Hot on the heels of the discovery of Dr. C.A. Morsman's camping trailer of 1910 comes an even earlier four-wheeled automobile trailer from Los Angeles in 1906. It's one of the earliest ever photos of an American auto-drawn RV.
This is another important discovery in RV history because it forms a 'missing link' in the transition from American horse-drawn camping wagons to automobile camping trailers at the start of the twentieth century. So is this new discovery now the oldest known automobile camping trailer? Read on.
A Camping Trip to Yosemite
The following is an edited version of the article in the Los Angeles Times of 8 Sep 1906 that accompanies the above photo. Some details of Mr. Stewart's itinerary, including the fact that his family did not travel on Sundays, have been omitted for brevity.
CART CARRIED BY MOTOR CAR.
A.C. Stewart Completes Camping Trip.
Trailer Behind Wagon With Complete Outfit.
Stiffest Grades Conquered. No Roads Too Bad.
Every day new and more wonderful things are being done with the automobile. A Los Angeles man has just completed a trip to Yosemite in his touring car with a freight wagon drawn behind his machine the whole trip.
Alfred C. Stewart and his family, a party of five, carried a most complete camp outfit on a two-horse express wagon and hauled the wagon as a trailer so as to have all the room of their Dorris car for themselves. This left palace car comfort, and yet everything was carried that the heart could desire, including a baby carriage for the fourteen-months-old boy.
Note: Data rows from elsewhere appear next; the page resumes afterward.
//! Text conditioning for the HLT model.
//!
//! A conditioner turns instructions (raw strings or precomputed embeddings)
//! into one modulation closure per conditioning site. The closures are built
//! once per forward call and consumed in order through a [`CondCursor`]:
//!
//! ```text
//! instructions ──► Conditioner::condition ──► CondFns [site 0, site 1, ..]
//!                                                │
//!             MaxViT blocks take sites 0..k ◄────┤
//!   temporal transformer takes sites k..k+2d ◄───┘
//! ```
//!
//! Every closure returns a tensor with the shape it received.

mod attention;
mod film;
mod guidance;
mod text_encoder;

use candle_core::{DType, Result, Tensor, D};

use crate::models::ModelError;

pub use attention::AttentionTextConditioner;
pub use film::{film_modulate, TextConditioner};
pub use guidance::ClassifierFreeGuidance;
pub use text_encoder::{TextEncoder, TokenEmbeddingTextEncoder};

/// Per-site modulation closure.
pub type CondFn = Box<dyn Fn(&Tensor) -> Result<Tensor> + Send + Sync>;

/// Instructions handed to a conditioner: exactly one of raw text or embeddings.
#[derive(Clone, Copy)]
pub enum TextInput<'a> {
    Texts(&'a [&'a str]),
    /// `(batch, num_tokens, text_embed_dim)`
    Embeds(&'a Tensor),
}

impl<'a> TextInput<'a> {
    /// Build from the two optional entry points, rejecting neither and both.
    pub fn from_options(
        texts: Option<&'a [&'a str]>,
        text_embeds: Option<&'a Tensor>,
    ) -> std::result::Result<Self, ModelError> {
        match (texts, text_embeds) {
            (Some(texts), None) => Ok(Self::Texts(texts)),
            (None, Some(embeds)) => Ok(Self::Embeds(embeds)),
            (None, None) => Err(ModelError::MissingCondition),
            (Some(_), Some(_)) => Err(ModelError::ConflictingCondition),
        }
    }

    pub fn batch_size(&self) -> Result<usize> {
        match self {
            Self::Texts(texts) => Ok(texts.len()),
            Self::Embeds(embeds) => embeds.dim(0),
        }
    }
}

impl std::fmt::Debug for TextInput<'_> {
    fn fmt(&self, f: &mut std::fmt::Formatter<'_>) -> std::fmt::Result {
        match self {
            Self::Texts(texts) => f.debug_tuple("Texts").field(texts).finish(),
            Self::Embeds(embeds) => f.debug_tuple("Embeds").field(&embeds.dims()).finish(),
        }
    }
}

/// Produces per-site modulation closures from instructions.
pub trait Conditioner: Send + Sync {
    /// Number of conditioning sites this conditioner was sized for.
    fn num_sites(&self) -> usize;

    /// Width of the text embeddings it consumes.
    fn text_embed_dim(&self) -> usize;

    /// Encode raw instructions into `(batch, tokens, text_embed_dim)`.
    fn embed_texts(&self, texts: &[&str]) -> Result<Tensor>;

    /// Attach the encoder used for raw-text instructions.
    fn set_text_encoder(&mut self, encoder: Box<dyn TextEncoder>) -> Result<()>;

    /// Build one closure per site.
    ///
    /// `repeat_batch[i]` repeats the condition of every batch item that many
    /// times (batch-major) for site `i`, so that sites operating on a
    /// `(batch * frames)` image batch see one condition per image.
    fn condition(
        &self,
        input: TextInput<'_>,
        cond_drop_prob: f64,
        repeat_batch: &[usize],
    ) -> Result<CondFns>;
}

/// Indexed sequence of modulation closures for one forward call.
pub struct CondFns {
    fns: Vec<CondFn>,
}

impl CondFns {
    pub fn new(fns: Vec<CondFn>) -> Self {
        Self { fns }
    }

    pub fn len(&self) -> usize {
        self.fns.len()
    }

    pub fn is_empty(&self) -> bool {
        self.fns.is_empty()
    }

    pub fn get(&self, index: usize) -> Option<&CondFn> {
        self.fns.get(index)
    }

    /// Cursor over all sites.
    pub fn cursor(&self) -> CondCursor<'_> {
        CondCursor::new(&self.fns)
    }

    /// Split into a cursor over the first `mid` sites and one over the rest.
    pub fn split_at(&self, mid: usize) -> Result<(CondCursor<'_>, CondCursor<'_>)> {
        if mid > self.fns.len() {
            candle_core::bail!(
                "cannot split {} conditioning sites at {mid}",
                self.fns.len()
            );
        }
        let (head, tail) = self.fns.split_at(mid);
        Ok((CondCursor::new(head), CondCursor::new(tail)))
    }
}

impl std::fmt::Debug for CondFns {
    fn fmt(&self, f: &mut std::fmt::Formatter<'_>) -> std::fmt::Result {
        f.debug_struct("CondFns").field("len", &self.fns.len()).finish()
    }
}

/// Monotonic cursor over a slice of closures.
pub struct CondCursor<'a> {
    fns: &'a [CondFn],
    pos: usize,
}

impl<'a> CondCursor<'a> {
    pub fn new(fns: &'a [CondFn]) -> Self {
        Self { fns, pos: 0 }
    }

    /// Take the next closure; running past the end is an error.
    pub fn next_fn(&mut self) -> Result<&'a CondFn> {
        let Some(cond_fn) = self.fns.get(self.pos) else {
            candle_core::bail!(
                "conditioning sequence exhausted: requested site {} of {}",
                self.pos,
                self.fns.len()
            );
        };
        self.pos += 1;
        Ok(cond_fn)
    }

    pub fn position(&self) -> usize {
        self.pos
    }

    pub fn remaining(&self) -> usize {
        self.fns.len() - self.pos
    }
}

/// Take the next closure when a cursor is present.
pub(crate) fn next_cond_fn<'a>(
    cursor: &mut Option<&mut CondCursor<'a>>,
) -> Result<Option<&'a CondFn>> {
    match cursor {
        Some(cursor) => cursor.next_fn().map(Some),
        None => Ok(None),
    }
}

/// Validity mask of precomputed embeddings: a token counts when any feature is non-zero.
///
/// Returns `(batch, tokens)` in `U8`.
pub fn embeds_mask(embeds: &Tensor) -> Result<Tensor> {
    embeds.abs()?.max(D::Minus1)?.gt(0.0)
}

/// Mean over valid tokens: `(b, n, d)`, `(b, n)` → `(b, d)`.
///
/// Items without any valid token pool to zero.
pub fn masked_mean(embeds: &Tensor, mask: &Tensor) -> Result<Tensor> {
    let mask = mask.to_dtype(embeds.dtype())?;
    let summed = embeds.broadcast_mul(&mask.unsqueeze(D::Minus1)?)?.sum(1)?;
    let counts = mask.sum_keepdim(1)?.maximum(1.0)?;
    summed.broadcast_div(&counts)
}

/// Per-item keep mask `(batch,)` in `U8`, dropping each item with probability `cond_drop_prob`.
pub fn keep_mask(
    batch: usize,
    cond_drop_prob: f64,
    device: &candle_core::Device,
) -> Result<Tensor> {
    if cond_drop_prob <= 0.0 {
        Tensor::ones(batch, DType::U8, device)
    } else if cond_drop_prob >= 1.0 {
        Tensor::zeros(batch, DType::U8, device)
    } else {
        Tensor::rand(0f32, 1f32, batch, device)?.ge(cond_drop_prob)
    }
}

/// Repeat every batch item `repeats` times, batch-major: `(b, ..) -> (b * repeats, ..)`.
pub fn repeat_batch_major(xs: &Tensor, repeats: usize) -> Result<Tensor> {
    if repeats == 1 {
        return Ok(xs.clone());
    }
    let mut dims = xs.dims().to_vec();
    let b = dims[0];
    let mut expanded = vec![b, repeats];
    expanded.extend_from_slice(&dims[1..]);
    dims[0] = b * repeats;
    xs.unsqueeze(1)?
        .broadcast_as(expanded)?
        .contiguous()?
        .reshape(dims)
}

/// Resolve instructions into `(embeds, mask)` with the given encoder.
pub(crate) fn resolve_text(
    input: TextInput<'_>,
    encoder: Option<&dyn TextEncoder>,
    text_embed_dim: usize,
) -> Result<(Tensor, Tensor)> {
    let (embeds, mask) = match input {
        TextInput::Embeds(embeds) => (embeds.clone(), embeds_mask(embeds)?),
        TextInput::Texts(texts) => {
            let Some(encoder) = encoder else {
                candle_core::bail!(
                    "raw instructions need a text encoder; pass text embeddings instead"
                );
            };
            encoder.encode(texts)?
        }
    };
    let (_, _, dim) = embeds.dims3()?;
    if dim != text_embed_dim {
        candle_core::bail!(
            "text embeddings have width {dim}, conditioner expects {text_embed_dim}"
        );
    }
    Ok((embeds, mask))
}
use candle_core::{Module, Result, Tensor, D};
use candle_nn::{linear_no_bias, Dropout, Linear, VarBuilder};

use super::mask::{causal_mask, masked_fill};
use super::normalization::{layer_norm, LayerNorm};
use crate::conditioning::CondFn;

/// Optional inputs of [`TransformerAttention::forward`].
#[derive(Clone, Copy, Default)]
pub struct AttentionInputs<'a> {
    /// `(b, j, dim_context)`; keys/values come from `x` itself when absent.
    pub context: Option<&'a Tensor>,
    /// Key padding mask `(b, j)`, non-zero = may attend.
    pub mask: Option<&'a Tensor>,
    /// Additive bias broadcastable to `(b, heads, i, j)`.
    pub attn_bias: Option<&'a Tensor>,
    /// Boolean mask broadcastable to `(b, heads, i, j)`, non-zero = may attend.
    pub attn_mask: Option<&'a Tensor>,
    /// Modulation applied to the normalized queries' input.
    pub cond_fn: Option<&'a CondFn>,
}

/// Repeat a single key/value head across all query heads.
///
/// `[b, kv_heads, s, d]` → `[b, kv_heads * n_rep, s, d]`
pub fn repeat_kv(x: Tensor, n_rep: usize) -> Result<Tensor> {
    if n_rep == 1 {
        return Ok(x);
    }
    let (b, kv_heads, s, d) = x.dims4()?;
    x.unsqueeze(2)?
        .expand((b, kv_heads, n_rep, s, d))?
        .reshape((b, kv_heads * n_rep, s, d))
}

/// Multi-query attention: `heads` query heads share one key/value head.
#[derive(Clone, Debug)]
pub struct TransformerAttention {
    norm: LayerNorm,
    context_norm: Option<LayerNorm>,
    to_q: Linear,
    to_kv: Linear,
    to_out: Linear,
    attn_dropout: Dropout,
    out_dropout: Dropout,
    heads: usize,
    dim_head: usize,
    scale: f64,
    causal: bool,
}

impl TransformerAttention {
    #[allow(clippy::too_many_arguments)]
    pub fn new(
        dim: usize,
        causal: bool,
        dim_head: usize,
        dim_context: Option<usize>,
        heads: usize,
        norm_context: bool,
        dropout: f64,
        vb: VarBuilder,
    ) -> Result<Self> {
        if heads == 0 || dim_head == 0 {
            candle_core::bail!("attention needs at least one head of non-zero width");
        }
        let inner = heads * dim_head;
        let dim_context = dim_context.unwrap_or(dim);
        let norm = layer_norm(dim, vb.pp("norm"))?;
        let context_norm = if norm_context {
            Some(layer_norm(dim_context, vb.pp("context_norm"))?)
        } else {
            None
        };
        Ok(Self {
            norm,
            context_norm,
            to_q: linear_no_bias(dim, inner, vb.pp("to_q"))?,
            to_kv: linear_no_bias(dim_context, dim_head * 2, vb.pp("to_kv"))?,
            to_out: linear_no_bias(inner, dim, vb.pp("to_out"))?,
            attn_dropout: Dropout::new(dropout as f32),
            out_dropout: Dropout::new(dropout as f32),
            heads,
            dim_head,
            scale: (dim_head as f64).powf(-0.5),
            causal,
        })
    }

    pub fn heads(&self) -> usize {
        self.heads
    }

    pub fn dim_head(&self) -> usize {
        self.dim_head
    }

    /// `x (b, i, dim)` → `(b, i, dim)`.
    pub fn forward(
        &self,
        x: &Tensor,
        inputs: AttentionInputs<'_>,
        train: bool,
    ) -> Result<Tensor> {
        let (b, i, _) = x.dims3()?;

        let kv_input = match inputs.context {
            Some(context) => match &self.context_norm {
                Some(norm) => norm.forward(context)?,
                None => context.clone(),
            },
            None => x.clone(),
        };

        let mut hidden = self.norm.forward(x)?;
        if let Some(cond_fn) = inputs.cond_fn {
            hidden = cond_fn(&hidden)?;
        }

        let q = self
            .to_q
            .forward(&hidden)?
            .reshape((b, i, self.heads, self.dim_head))?
            .transpose(1, 2)?
            .contiguous()?;
        let q = (q * self.scale)?;

        let kv = self.to_kv.forward(&kv_input)?;
        let j = kv.dim(1)?;
        let k = kv.narrow(D::Minus1, 0, self.dim_head)?.unsqueeze(1)?.contiguous()?;
        let v = kv
            .narrow(D::Minus1, self.dim_head, self.dim_head)?
            .unsqueeze(1)?
            .contiguous()?;
        let k = repeat_kv(k, self.heads)?;
        let v = repeat_kv(v, self.heads)?;

        let mut sim = q.matmul(&k.t()?)?;
        if let Some(bias) = inputs.attn_bias {
            sim = sim.broadcast_add(&bias.to_dtype(sim.dtype())?)?;
        }
        if let Some(attn_mask) = inputs.attn_mask {
            sim = masked_fill(&sim, attn_mask)?;
        }
        if let Some(mask) = inputs.mask {
            sim = masked_fill(&sim, &mask.reshape((b, 1, 1, j))?)?;
        }
        if self.causal {
            let causal = if j >= i {
                causal_mask(i, j - i, x.device())?
            } else {
                // more queries than keys: query r sees keys c with c + i <= r + j
                let mask: Vec<u8> = (0..i)
                    .flat_map(|r| (0..j).map(move |c| u8::from(c + i <= r + j)))
                    .collect();
                Tensor::from_vec(mask, (i, j), x.device())?
            };
            sim = masked_fill(&sim, &causal)?;
        }

        let attn = candle_nn::ops::softmax_last_dim(&sim)?;
        let attn = self.attn_dropout.forward(&attn, train)?;
        let out = attn
            .matmul(&v)?
            .transpose(1, 2)?
            .reshape((b, i, self.heads * self.dim_head))?;
        let out = self.to_out.forward(&out)?;
        self.out_dropout.forward(&out, train)
    }
}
To even the enthusiastic motor car user the idea of attaching a wagon behind the average pleasure vehicle would be scouted (ed. means 'rejected'), but the wagon was seen all along the 1200-mile trip and "somewhat disfigured but still in the ring," is still in the possession of Mr. Stewart. The wheels now dish in instead of out and dust rolls off it at every point. After a close examination by a Times man yesterday the only breakage found on the wagon was a split spoke in one rear wheel, though all four wheels of the freight-wagon were woe-begone and probably would not last a hundred miles more, while the automobile was in perfect shape, except for dust.
The itinerary followed by the Stewart party is interesting as showing how much more ground one can get over on a camping trip by automobile as compared with the camping wagon horse-drawn.
Just a week out from Los Angeles, another seventy-five-mile run brought the odd camping party on to Fresno, via Hanford. The automobile drawing a wagon created considerable excitement in Fresno, which is the biggest auto town in the inland part of the State.
Mr. Stewart traveled leisurely and by daylight only, and not trying to make high speed, as there were two ladies and two small children with him, took probably thirty-six hours of actual driving, spread through a week, and always with the 1400-pound load as a trailer.
At Wawona they went into permanent camp, staying a week. Nearly every day the Dorris car was headed for some interesting point, returning after the sightseeing to the camp again. On these side trips the trailing wagon was of course not needed. On account of the $100 toll, the Stewart party went on down into the Yosemite Valley by stage, taking a tent in the little tent city at "Yosemite Camp."
Mr. Stewart was the first man to drive an automobile into Yosemite Valley from the south, having driven by the old Bakersfield route two years ago with Maj. J. Fulmer of this city.
These long trips eat up tires, but in this late trip of about 1200 miles, Mr. Stewart had no tire troubles at all. In the car itself Mr. Stewart also was lucky, as he had no repairing or adjusting to do at all and the car itself is really worth more than before it left this city more than a month ago, for all the machinery is now well limbered up. In Europe, a big car sells at a premium after a trip of this kind, as the car has then proven its real value and worth or has gone all to pieces.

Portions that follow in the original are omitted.